Drug and Substance Abuse
Symptoms and Warning Signs of Alcohol or Substance Abuse
Your healthcare provider may not realize that you are having problems with alcohol or substance abuse unless you or a close friend or family member reports that there is a problem. Your substance abuse may also be covered up by symptoms from another condition such as depression, memory problems, or physical disability. Some healthcare professionals may not consider substance abuse in an older person.
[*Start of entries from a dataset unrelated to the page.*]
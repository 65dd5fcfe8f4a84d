use crate::world::{ClientWorld, PilotInput};
use game_shared::protocol::{ClientMessage, JoinPayload, ServerMessage};
use game_shared::{ChannelClosed, Clock, Delivery, ReliableSender, UnreliableSender};

use futures::{SinkExt, StreamExt};
use std::time::{Duration, Instant};
use tokio::sync::mpsc;
use tokio_tungstenite::tungstenite::{self, Message};
use tracing::{debug, info, warn};

#[derive(Debug)]
pub enum ClientError {
    #[allow(dead_code)]
    Connect(tungstenite::Error),
    #[allow(dead_code)]
    Ws(tungstenite::Error),
    #[allow(dead_code)]
    Serialization(serde_json::Error),
    // The server closed the connection or the outbound queues went away.
    Closed,
}

impl From<ChannelClosed> for ClientError {
    fn from(_: ChannelClosed) -> Self {
        ClientError::Closed
    }
}

/// Decides the pawn's input each client tick.
pub trait Pilot {
    fn steer(&mut self, now: f64, world: &ClientWorld) -> PilotInput;
}

#[derive(Debug, Clone)]
pub struct ClientOptions {
    pub url: String,
    pub display_name: String,
    pub tick_interval: Duration,
    // Transform samples waiting for the socket; older ones are dropped past this.
    pub unreliable_capacity: usize,
}

// Outbound queues merged into the socket writer, one per delivery contract.
struct ClientOutbox {
    unreliable: mpsc::Sender<ClientMessage>,
    reliable: mpsc::UnboundedSender<ClientMessage>,
}

impl UnreliableSender<ClientMessage> for ClientOutbox {
    fn send_unreliable(&self, msg: ClientMessage) -> Result<Delivery, ChannelClosed> {
        self.unreliable.send_unreliable(msg)
    }
}

impl ReliableSender<ClientMessage> for ClientOutbox {
    fn send_reliable(&self, msg: ClientMessage) -> Result<(), ChannelClosed> {
        self.reliable.send_reliable(msg)
    }
}

const LOG_THROTTLE: Duration = Duration::from_secs(2);

fn should_log(last: &mut Instant) -> bool {
    if last.elapsed() >= LOG_THROTTLE {
        *last = Instant::now();
        true
    } else {
        false
    }
}

/// Connect, join, and fly until the server goes away.
pub async fn run_client<P: Pilot>(
    options: ClientOptions,
    mut world: ClientWorld,
    mut pilot: P,
    clock: &dyn Clock,
) -> Result<ClientWorld, ClientError> {
    let (socket, _) = tokio_tungstenite::connect_async(options.url.as_str())
        .await
        .map_err(ClientError::Connect)?;
    info!(url = %options.url, "connected");
    let (mut ws_tx, mut ws_rx) = socket.split();

    let join = ClientMessage::Join(JoinPayload {
        display_name: options.display_name.clone(),
    });
    send_message(&mut ws_tx, &join).await?;

    let (unreliable_tx, mut unreliable_rx) = mpsc::channel(options.unreliable_capacity.max(1));
    let (reliable_tx, mut reliable_rx) = mpsc::unbounded_channel();
    let outbox = ClientOutbox {
        unreliable: unreliable_tx,
        reliable: reliable_tx,
    };

    let mut interval = tokio::time::interval(options.tick_interval);
    interval.set_missed_tick_behavior(tokio::time::MissedTickBehavior::Skip);
    let mut last_tick = clock.now();
    let mut invalid_json: u32 = 0;
    let mut last_invalid_log = Instant::now() - LOG_THROTTLE;

    loop {
        tokio::select! {
            biased;

            incoming = ws_rx.next() => {
                match incoming {
                    Some(Ok(Message::Text(text))) => {
                        match serde_json::from_str::<ServerMessage>(&text) {
                            Ok(msg) => world.handle_message(msg),
                            Err(e) => {
                                invalid_json += 1;
                                if should_log(&mut last_invalid_log) {
                                    warn!(error = %e, invalid_json, "failed to parse server message");
                                }
                            }
                        }
                    }
                    Some(Ok(Message::Close(frame))) => {
                        info!(?frame, "server closed connection");
                        break;
                    }
                    Some(Ok(_)) => {}
                    Some(Err(e)) => return Err(ClientError::Ws(e)),
                    None => break,
                }
            }

            // Reliable traffic goes out ahead of queued samples.
            Some(msg) = reliable_rx.recv() => {
                send_message(&mut ws_tx, &msg).await?;
            }
            Some(msg) = unreliable_rx.recv() => {
                send_message(&mut ws_tx, &msg).await?;
            }

            _ = interval.tick() => {
                let now = clock.now();
                let dt = (now - last_tick).max(0.0) as f32;
                last_tick = now;
                let input = pilot.steer(now, &world);
                world.tick(now, dt, &input, &outbox)?;
            }
        }
    }

    debug!(corrections = world.corrections(), "client loop finished");
    Ok(world)
}

async fn send_message<S>(ws_tx: &mut S, msg: &ClientMessage) -> Result<(), ClientError>
where
    S: futures::Sink<Message, Error = tungstenite::Error> + Unpin,
{
    let txt = serde_json::to_string(msg).map_err(ClientError::Serialization)?;
    ws_tx
        .send(Message::text(txt))
        .await
        .map_err(ClientError::Ws)
}
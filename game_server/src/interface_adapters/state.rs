use crate::interface_adapters::ids::PlayerIds;
use crate::use_cases::GameEvent;
use axum::extract::ws::Utf8Bytes;
use game_shared::Clock;
use std::{sync::Arc, time::Duration};
use tokio::sync::{broadcast, mpsc, watch};

#[derive(Clone)]
pub struct AppState {
    // Join/Leave/ShootingIntent flowing into the world task, in order.
    pub reliable_tx: mpsc::UnboundedSender<GameEvent>,
    // Transform samples flowing into the world task; dropped when full.
    pub unreliable_tx: mpsc::Sender<GameEvent>,
    // Serialized world updates, shared across all connections.
    pub world_bytes_tx: broadcast::Sender<Utf8Bytes>,
    // Latest serialized world update for lag recovery.
    pub world_latest_tx: watch::Sender<Utf8Bytes>,
    // Stamps transform samples on arrival.
    pub clock: Arc<dyn Clock>,
    pub player_ids: Arc<PlayerIds>,
    pub conn: ConnSettings,
}

#[derive(Debug, Clone, Copy)]
pub struct ConnSettings {
    // Per-connection queue for corrections; excess is dropped.
    pub peer_unreliable_capacity: usize,
    // How long a fresh socket may take to send Join.
    pub join_timeout: Duration,
}
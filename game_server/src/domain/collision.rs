//! Consecutive blocked-sweep tracking.
//!
//! Legitimate moves that slide along geometry still report blocking hits on the server now
//! and then, so one hit is not worth a visible correction. A bounded streak of them means
//! client and server have drifted apart and a resync is forced.

#[derive(Debug, Clone, Copy, PartialEq, Eq)]
pub enum StreakOutcome {
    /// The sweep was clean; the streak is back to zero.
    Clean,
    /// Blocked, but still within the tolerated streak.
    Tolerated { consecutive_hits: u32 },
    /// This hit pushed the streak past the maximum for the first time.
    ForceResync { consecutive_hits: u32 },
}

/// Server-only, one per controlled pawn.
#[derive(Debug, Clone, Copy, Default)]
pub struct CollisionStreak {
    consecutive_hits: u32,
}

impl CollisionStreak {
    pub fn new() -> Self {
        Self::default()
    }

    pub fn consecutive_hits(&self) -> u32 {
        self.consecutive_hits
    }

    pub fn record(&mut self, blocking_hit: bool, max_consecutive_hits: u32) -> StreakOutcome {
        if !blocking_hit {
            self.consecutive_hits = 0;
            return StreakOutcome::Clean;
        }

        self.consecutive_hits = self.consecutive_hits.saturating_add(1);
        // Fire only on the hit that first exceeds the bound; a new resync needs a clean
        // move in between.
        if self.consecutive_hits == max_consecutive_hits.saturating_add(1) {
            StreakOutcome::ForceResync {
                consecutive_hits: self.consecutive_hits,
            }
        } else {
            StreakOutcome::Tolerated {
                consecutive_hits: self.consecutive_hits,
            }
        }
    }

    pub fn reset(&mut self) {
        self.consecutive_hits = 0;
    }
}
//! Windowed speed validation for client-reported movement.
//!
//! Client and server tick at different, possibly variable rates and the server can receive
//! several samples in one tick, so per-sample speed checks are noise. Instead samples are
//! averaged over an interval and the average's displacement from the last accepted
//! position bounds the sustained speed. Which samples inside a window arrive does not
//! matter, only their sum and count.

use game_shared::PawnTuning;
use glam::Vec3;

#[derive(Debug, Clone, Copy)]
pub struct SpeedCheck {
    /// Units per second, tolerance already applied.
    pub limit: f32,
    /// Seconds a window must span before it is evaluated.
    pub interval: f64,
}

impl From<&PawnTuning> for SpeedCheck {
    fn from(tuning: &PawnTuning) -> Self {
        Self {
            limit: tuning.speed_limit(),
            interval: tuning.speed_check_interval,
        }
    }
}

#[derive(Debug, Clone, Copy, PartialEq)]
pub enum SpeedVerdict {
    /// First sample after (re)initialization; stored as the anchor, nothing validated.
    Bootstrapped,
    /// Sample added to the open window.
    Accumulating,
    /// Window closed within the limit; the anchor moved to the window average.
    Accepted { speed: f32 },
    /// Window closed over the limit; the anchor is unchanged and the client must snap back.
    Rejected { speed: f32, snap_back: Vec3 },
}

/// Server-only, one per controlled pawn.
#[derive(Debug, Clone, Default)]
pub struct SpeedWindow {
    initialized: bool,
    sum_translation: Vec3,
    sample_count: u32,
    window_start_time: f64,
    last_accepted_position: Vec3,
    last_accepted_time: f64,
}

impl SpeedWindow {
    pub fn new() -> Self {
        Self::default()
    }

    /// Forget the anchor; the next sample bootstraps again (spawn, respawn, teleport).
    pub fn reinitialize(&mut self) {
        *self = Self::default();
    }

    /// Accept `position` as authoritative without waiting for a client sample.
    pub fn anchor(&mut self, position: Vec3, now: f64) {
        self.initialized = true;
        self.last_accepted_position = position;
        self.last_accepted_time = now;
        self.reset_window(now);
    }

    pub fn is_initialized(&self) -> bool {
        self.initialized
    }

    pub fn last_accepted_position(&self) -> Vec3 {
        self.last_accepted_position
    }

    pub fn last_accepted_time(&self) -> f64 {
        self.last_accepted_time
    }

    pub fn sample_count(&self) -> u32 {
        self.sample_count
    }

    pub fn window_start_time(&self) -> f64 {
        self.window_start_time
    }

    pub fn observe(&mut self, position: Vec3, now: f64, check: SpeedCheck) -> SpeedVerdict {
        if !self.initialized {
            self.initialized = true;
            self.last_accepted_position = position;
            self.last_accepted_time = now;
            self.reset_window(now);
            return SpeedVerdict::Bootstrapped;
        }

        self.sum_translation += position;
        self.sample_count += 1;

        let elapsed = now - self.window_start_time;
        if elapsed <= check.interval {
            return SpeedVerdict::Accumulating;
        }

        let average_position = self.sum_translation / self.sample_count as f32;
        let distance = average_position.distance(self.last_accepted_position);
        let speed = (distance as f64 / elapsed) as f32;
        self.reset_window(now);

        if speed > check.limit {
            return SpeedVerdict::Rejected {
                speed,
                snap_back: self.last_accepted_position,
            };
        }

        self.last_accepted_position = average_position;
        self.last_accepted_time = now;
        SpeedVerdict::Accepted { speed }
    }

    fn reset_window(&mut self, now: f64) {
        self.sum_translation = Vec3::ZERO;
        self.sample_count = 0;
        self.window_start_time = now;
    }
}

#[cfg(test)]
mod tests {
    use super::*;

    const CHECK: SpeedCheck = SpeedCheck {
        limit: 5000.0 * 1.05,
        interval: 0.5,
    };

    fn at_x(x: f32) -> Vec3 {
        Vec3::new(x, 0.0, 0.0)
    }

    #[test]
    fn first_sample_bootstraps_without_validation() {
        let mut window = SpeedWindow::new();

        // Even an absurd first position is just taken as the anchor.
        let verdict = window.observe(at_x(1.0e9), 3.0, CHECK);

        assert_eq!(verdict, SpeedVerdict::Bootstrapped);
        assert_eq!(window.last_accepted_position(), at_x(1.0e9));
        assert_eq!(window.last_accepted_time(), 3.0);
        assert_eq!(window.sample_count(), 0);
    }

    #[test]
    fn samples_accumulate_until_the_interval_passes() {
        let mut window = SpeedWindow::new();
        window.observe(at_x(0.0), 0.0, CHECK);

        assert_eq!(window.observe(at_x(100.0), 0.1, CHECK), SpeedVerdict::Accumulating);
        assert_eq!(window.observe(at_x(200.0), 0.5, CHECK), SpeedVerdict::Accumulating);
        assert_eq!(window.sample_count(), 2);
        assert!(matches!(
            window.observe(at_x(300.0), 0.6, CHECK),
            SpeedVerdict::Accepted { .. }
        ));
        assert_eq!(window.sample_count(), 0);
    }

    #[test]
    fn accepts_5200_then_rejects_5300_against_5250_limit() {
        let mut window = SpeedWindow::new();
        window.observe(at_x(0.0), 0.0, CHECK);

        // Average at 3120 after 0.6 s: 5200 u/s.
        window.observe(at_x(3120.0), 0.3, CHECK);
        let verdict = window.observe(at_x(3120.0), 0.6, CHECK);
        let SpeedVerdict::Accepted { speed } = verdict else {
            panic!("expected accept, got {verdict:?}");
        };
        assert!((speed - 5200.0).abs() < 1.0);
        assert_eq!(window.last_accepted_position(), at_x(3120.0));

        // Next window averages 3180 further over 0.6 s: 5300 u/s.
        window.observe(at_x(6300.0), 0.9, CHECK);
        let verdict = window.observe(at_x(6300.0), 1.2, CHECK);
        let SpeedVerdict::Rejected { speed, snap_back } = verdict else {
            panic!("expected reject, got {verdict:?}");
        };
        assert!((speed - 5300.0).abs() < 1.0);
        assert_eq!(snap_back, at_x(3120.0));
        assert_eq!(window.last_accepted_position(), at_x(3120.0));
        assert_eq!(window.last_accepted_time(), 0.6);
    }

    #[test]
    fn speed_depends_on_displacement_not_sample_count() {
        let sparse = {
            let mut window = SpeedWindow::new();
            window.observe(at_x(0.0), 0.0, CHECK);
            window.observe(at_x(1000.0), 0.6, CHECK)
        };
        let dense = {
            let mut window = SpeedWindow::new();
            window.observe(at_x(0.0), 0.0, CHECK);
            for i in 1..10 {
                window.observe(at_x(1000.0), i as f64 * 0.05, CHECK);
            }
            window.observe(at_x(1000.0), 0.6, CHECK)
        };

        assert_eq!(sparse, dense);
        let SpeedVerdict::Accepted { speed } = sparse else {
            panic!("expected accept, got {sparse:?}");
        };
        assert!((speed - 1000.0 / 0.6).abs() < 0.5);
    }

    #[test]
    fn dropped_samples_inside_a_window_do_not_change_the_outcome() {
        // Straight line at 4000 u/s for 0.6 s; keep every sample vs. lose every other one.
        let run = |keep: &dyn Fn(usize) -> bool| {
            let mut window = SpeedWindow::new();
            window.observe(at_x(0.0), 0.0, CHECK);
            (1..=36)
                .filter(|i| keep(*i))
                .map(|i| {
                    let now = i as f64 / 60.0;
                    window.observe(at_x(4000.0 * now as f32), now, CHECK)
                })
                .filter(|v| !matches!(v, SpeedVerdict::Accumulating))
                .collect::<Vec<_>>()
        };

        for verdicts in [run(&|_| true), run(&|i| i % 2 == 0)] {
            assert_eq!(verdicts.len(), 1);
            assert!(matches!(verdicts[0], SpeedVerdict::Accepted { .. }));
        }
    }

    #[test]
    fn rejection_resets_the_window_but_keeps_the_anchor() {
        let mut window = SpeedWindow::new();
        window.observe(at_x(0.0), 0.0, CHECK);
        let verdict = window.observe(at_x(1.0e6), 0.6, CHECK);

        assert!(matches!(verdict, SpeedVerdict::Rejected { .. }));
        assert_eq!(window.sample_count(), 0);
        assert_eq!(window.window_start_time(), 0.6);
        assert_eq!(window.last_accepted_position(), at_x(0.0));

        // Back at the anchor, the next window passes.
        window.observe(at_x(0.0), 0.9, CHECK);
        assert!(matches!(
            window.observe(at_x(0.0), 1.2, CHECK),
            SpeedVerdict::Accepted { .. }
        ));
    }

    #[test]
    fn reinitialize_bootstraps_again() {
        let mut window = SpeedWindow::new();
        window.observe(at_x(0.0), 0.0, CHECK);
        window.reinitialize();

        assert!(!window.is_initialized());
        assert_eq!(window.observe(at_x(9.0e5), 0.1, CHECK), SpeedVerdict::Bootstrapped);
    }
}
They may mistake the symptoms for normal signs of aging, or for Alzheimer’s disease or another dementia.
The first signs of misuse of a medication or alcohol in an older person may include:
- increased confusion or memory impairment
- mood changes (e.g., agitation, depression, irritability)
- sleep problems (including apnea) and daytime sleepiness
- changes in blood pressure
- anemia (low blood counts)
- fatigue or weakness
- altered liver function and other abnormal blood results
- a fall
Long-term alcohol abuse can cause severe nerve damage, confusion, clumsiness, muscle problems, dementia, and coma. Other mental disorders that commonly appear along with alcohol abuse are depression, anxiety, and sleep problems.
If you have been smoking for many years, lung troubles may become more apparent as you get older. You may have more infections or take longer to recover from them and you may find yourself short of breath or wheezing more often.
An addiction to alcohol or other substances can put you at risk of severe, even life-threatening withdrawal symptoms if you try to stop using these substances suddenly. Depending on the substance, withdrawal symptoms may include shaking, sweating, feeling hot or cold, delirium, seizures, or sudden heart problems. For this reason, you must inform your healthcare provider so you can get help withdrawing from your addiction safely and help you create a plan to avoid the addiction in the future.